Julie Moss

Medal record

Women's triathlon

Representing United States

Ironman World Championship

= Julie Moss =

American triathlete

Julie Moss (born 1958) is an American triathlete. She first became known during the 1982 Ironman Triathlon, in which she competed as part of her research for her exercise physiology thesis. She has stated that she did not initially take the race seriously and did not have any special training beforehand. Nevertheless, she found herself with a comfortable lead, but approximately two miles before the finish line, she became severely dehydrated. She staggered and crawled towards the end of the course, only to be passed moments before the finish line by competitor Kathleen McCartney. Her struggle to finish the Ironman was broadcast around the world, and inspired many others to compete in Ironman events.

She later married fellow triathlete Mark Allen.

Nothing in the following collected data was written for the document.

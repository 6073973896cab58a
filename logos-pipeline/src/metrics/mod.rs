//! Metrics module for the Logos gateway
//!
//! Provides Prometheus metrics for monitoring and observability.

pub mod prometheus;

// Re-export commonly used items
pub use self::prometheus::{
    encode_metrics, record_completion, record_rejected, record_timeout, register_metrics,
    set_queue_size, PrometheusMonitor, IN_FLIGHT_REQUESTS, QUEUE_SIZE, QUEUE_WAIT_SECONDS,
    REQUESTS_REJECTED_TOTAL, REQUESTS_TIMEOUT_TOTAL, REQUESTS_TOTAL, SCHEDULED_TOTAL,
};
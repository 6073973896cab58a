//! Scheduling Data Interface (SDI)
//!
//! Facades exposing real-time capacity and load signals per deployment, one
//! implementation per provider kind:
//!
//! - [`LocalFacade`]: VRAM-bound providers polled for their loaded models,
//!   with an active-request counter and atomic capacity reservation.
//! - [`CloudFacade`]: remote APIs whose budget is learned from rate-limit
//!   response headers. No queue visibility and no local concurrency tracking.
//!
//! The provider kind is fixed at registration and carried as a
//! [`ProviderHandle`] so the hot path never branches on strings.

mod cloud;
mod local;

use std::sync::Arc;
use std::time::Duration;

use async_trait::async_trait;
use chrono::{DateTime, Utc};
use serde::{Deserialize, Serialize};
use tokio::time::Instant;

use crate::error::SdiError;
use crate::types::{
    Capacity, DeploymentMetadata, ModelStatus, Priority, ProviderKind, RequestId, RequestMetrics,
};

pub use cloud::{CloudFacade, CloudProviderConfig, RateLimitHeaders, DEFAULT_CAPACITY_THRESHOLD};
pub use local::{LocalFacade, LocalProviderConfig, DEFAULT_PARALLEL_CAPACITY};

/// Contract shared by every provider facade
#[async_trait]
pub trait SchedulingDataInterface: Send + Sync {
    /// Provider kind served by this facade
    fn kind(&self) -> ProviderKind;

    /// Human-readable provider name, used in logs and errors
    fn provider_name(&self) -> &str;

    /// Register a model hosted by this provider
    async fn register_model(
        &self,
        model_id: u64,
        metadata: DeploymentMetadata,
    ) -> Result<(), SdiError>;

    /// Point-in-time status of a registered model
    async fn get_model_status(&self, model_id: u64) -> Result<ModelStatus, SdiError>;

    /// Capacity view for the provider (local) or deployment (cloud) serving `model_id`
    async fn get_capacity_info(&self, model_id: u64) -> Result<Capacity, SdiError>;

    /// A request targeting `model_id` arrived
    async fn on_request_start(
        &self,
        request_id: &RequestId,
        model_id: u64,
        priority: Priority,
    ) -> Result<(), SdiError>;

    /// Processing begins; `increment_active` is false when a reservation already counted it
    async fn on_request_begin_processing(
        &self,
        request_id: &RequestId,
        increment_active: bool,
    ) -> Result<(), SdiError>;

    /// Processing finished; with `reuse_slot` the slot passes to the next waiter untouched
    async fn on_request_complete(
        &self,
        request_id: &RequestId,
        was_cold_start: bool,
        duration: Duration,
        reuse_slot: bool,
    ) -> Result<RequestMetrics, SdiError>;

    /// Drop the lifecycle record of a request that left the queue without running
    async fn on_request_cancelled(&self, request_id: &RequestId) -> Result<(), SdiError>;
}

/// One model resident on a local provider, as reported by its polling endpoint
#[derive(Debug, Clone, PartialEq, Serialize, Deserialize)]
pub struct LoadedModel {
    pub name: String,
    /// VRAM held by the model in bytes
    pub size_vram: u64,
    pub expires_at: Option<DateTime<Utc>>,
}

impl LoadedModel {
    pub fn new(name: impl Into<String>, size_vram: u64) -> Self {
        Self { name: name.into(), size_vram, expires_at: None }
    }

    pub fn with_expiry(mut self, expires_at: DateTime<Utc>) -> Self {
        self.expires_at = Some(expires_at);
        self
    }

    /// VRAM held by the model in MB
    pub fn vram_mb(&self) -> u64 {
        self.size_vram / (1024 * 1024)
    }

    /// Whether the provider has (or will have by `now`) unloaded the model
    pub fn is_expired(&self, now: DateTime<Utc>) -> bool {
        self.expires_at.is_some_and(|expires_at| expires_at <= now)
    }
}

/// Source of loaded-model snapshots for a local provider
#[async_trait]
pub trait LoadedModelSource: Send + Sync {
    async fn loaded_models(&self) -> Result<Vec<LoadedModel>, SdiError>;
}

/// Lifecycle record kept between `on_request_start` and `on_request_complete`
#[derive(Debug, Clone)]
pub(crate) struct RequestRecord {
    pub model_id: u64,
    pub priority: Priority,
    pub arrived_at: Instant,
    pub started_at: Option<Instant>,
    pub queue_depth_at_arrival: usize,
}

impl RequestRecord {
    pub fn new(model_id: u64, priority: Priority, queue_depth_at_arrival: usize) -> Self {
        Self { model_id, priority, arrived_at: Instant::now(), started_at: None, queue_depth_at_arrival }
    }

    pub fn into_metrics(
        self,
        request_id: &RequestId,
        was_cold_start: bool,
        duration: Duration,
    ) -> RequestMetrics {
        RequestMetrics {
            request_id: request_id.clone(),
            queue_wait: self.started_at.map(|started| started - self.arrived_at),
            was_cold_start,
            processing_time: duration,
            queue_depth_at_arrival: self.queue_depth_at_arrival,
            priority: self.priority,
        }
    }
}

/// A facade selected by provider kind at registration time
#[derive(Clone)]
pub enum ProviderHandle {
    Local(Arc<LocalFacade>),
    Cloud(Arc<CloudFacade>),
}

impl ProviderHandle {
    pub fn kind(&self) -> ProviderKind {
        match self {
            ProviderHandle::Local(_) => ProviderKind::Local,
            ProviderHandle::Cloud(_) => ProviderKind::Cloud,
        }
    }

    /// The facade behind this handle, through the shared contract
    pub fn sdi(&self) -> &dyn SchedulingDataInterface {
        match self {
            ProviderHandle::Local(local) => local.as_ref(),
            ProviderHandle::Cloud(cloud) => cloud.as_ref(),
        }
    }

    pub fn as_local(&self) -> Option<&Arc<LocalFacade>> {
        match self {
            ProviderHandle::Local(local) => Some(local),
            ProviderHandle::Cloud(_) => None,
        }
    }

    pub fn as_cloud(&self) -> Option<&Arc<CloudFacade>> {
        match self {
            ProviderHandle::Cloud(cloud) => Some(cloud),
            ProviderHandle::Local(_) => None,
        }
    }
}

impl std::fmt::Debug for ProviderHandle {
    fn fmt(&self, f: &mut std::fmt::Formatter<'_>) -> std::fmt::Result {
        f.debug_tuple(match self {
            ProviderHandle::Local(_) => "Local",
            ProviderHandle::Cloud(_) => "Cloud",
        })
        .field(&self.sdi().provider_name())
        .finish()
    }
}
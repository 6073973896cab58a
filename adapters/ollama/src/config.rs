use serde::{Deserialize, Serialize};
use std::env;

/// Default Ollama listen address
pub const DEFAULT_OLLAMA_HOST: &str = "127.0.0.1:11434";

/// Ollama configuration from environment variables
///
/// Only the settings that shape scheduling are kept: how many requests a
/// loaded model serves in parallel and where the server listens.
///
/// Reference: https://github.com/ollama/ollama/blob/main/docs/faq.md#how-do-i-configure-ollama-server
#[derive(Debug, Clone, Serialize, Deserialize, PartialEq, Default)]
pub struct OllamaConfig {
    /// Number of parallel requests each loaded model handles
    /// Default: 4 when unset on recent Ollama releases
    pub num_parallel: Option<u32>,

    /// Ollama host address
    /// Default: "127.0.0.1:11434"
    pub ollama_host: Option<String>,
}

impl OllamaConfig {
    /// Read current Ollama configuration from environment variables
    ///
    /// # Example
    /// ```
    /// use logos_adapters_ollama::OllamaConfig;
    ///
    /// let config = OllamaConfig::from_env();
    /// println!("Polling {}", config.base_url());
    /// ```
    pub fn from_env() -> Self {
        Self {
            num_parallel: env::var("OLLAMA_NUM_PARALLEL").ok().and_then(|s| s.parse().ok()),
            ollama_host: env::var("OLLAMA_HOST").ok(),
        }
    }

    /// HTTP base URL of the Ollama API, without a trailing slash
    pub fn base_url(&self) -> String {
        let host = self.ollama_host.as_deref().unwrap_or(DEFAULT_OLLAMA_HOST).trim_end_matches('/');
        if host.starts_with("http://") || host.starts_with("https://") {
            host.to_string()
        } else {
            format!("http://{}", host)
        }
    }

    /// Parallel capacity to seed the provider-level limit with
    pub fn parallel_capacity(&self) -> Option<usize> {
        self.num_parallel.filter(|&n| n > 0).map(|n| n as usize)
    }
}
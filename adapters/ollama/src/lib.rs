//! Ollama integration for the Logos local-provider facade
//!
//! - [`OllamaConfig`]: the Ollama environment settings that matter for
//!   scheduling (`OLLAMA_NUM_PARALLEL` seeds the provider parallel capacity).
//! - [`OllamaClient`]: polls `GET /api/ps` and feeds the loaded-model
//!   snapshot through [`logos_core::LoadedModelSource`].

mod client;
mod config;

pub use client::{parse_ps, OllamaClient, PsModel, PsResponse};
pub use config::{OllamaConfig, DEFAULT_OLLAMA_HOST};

The dramatic race between Julie Moss and Kathleen McCartney in the 1982 Ironman Triathlon significantly heightened the visibility and popularity of the sport, contributing to its inclusion as an Olympic event in 2000, and remains a poignant moment in triathlon history.

The October 8, 2009 episode of The Score by Diana Nyad describes Moss's Ironman race.

The April 16, 2010 episode of WNYC's Radio Lab released a podcast on Limits that includes a direct interview with Moss about her Ironman experience in the Limits of the Body section.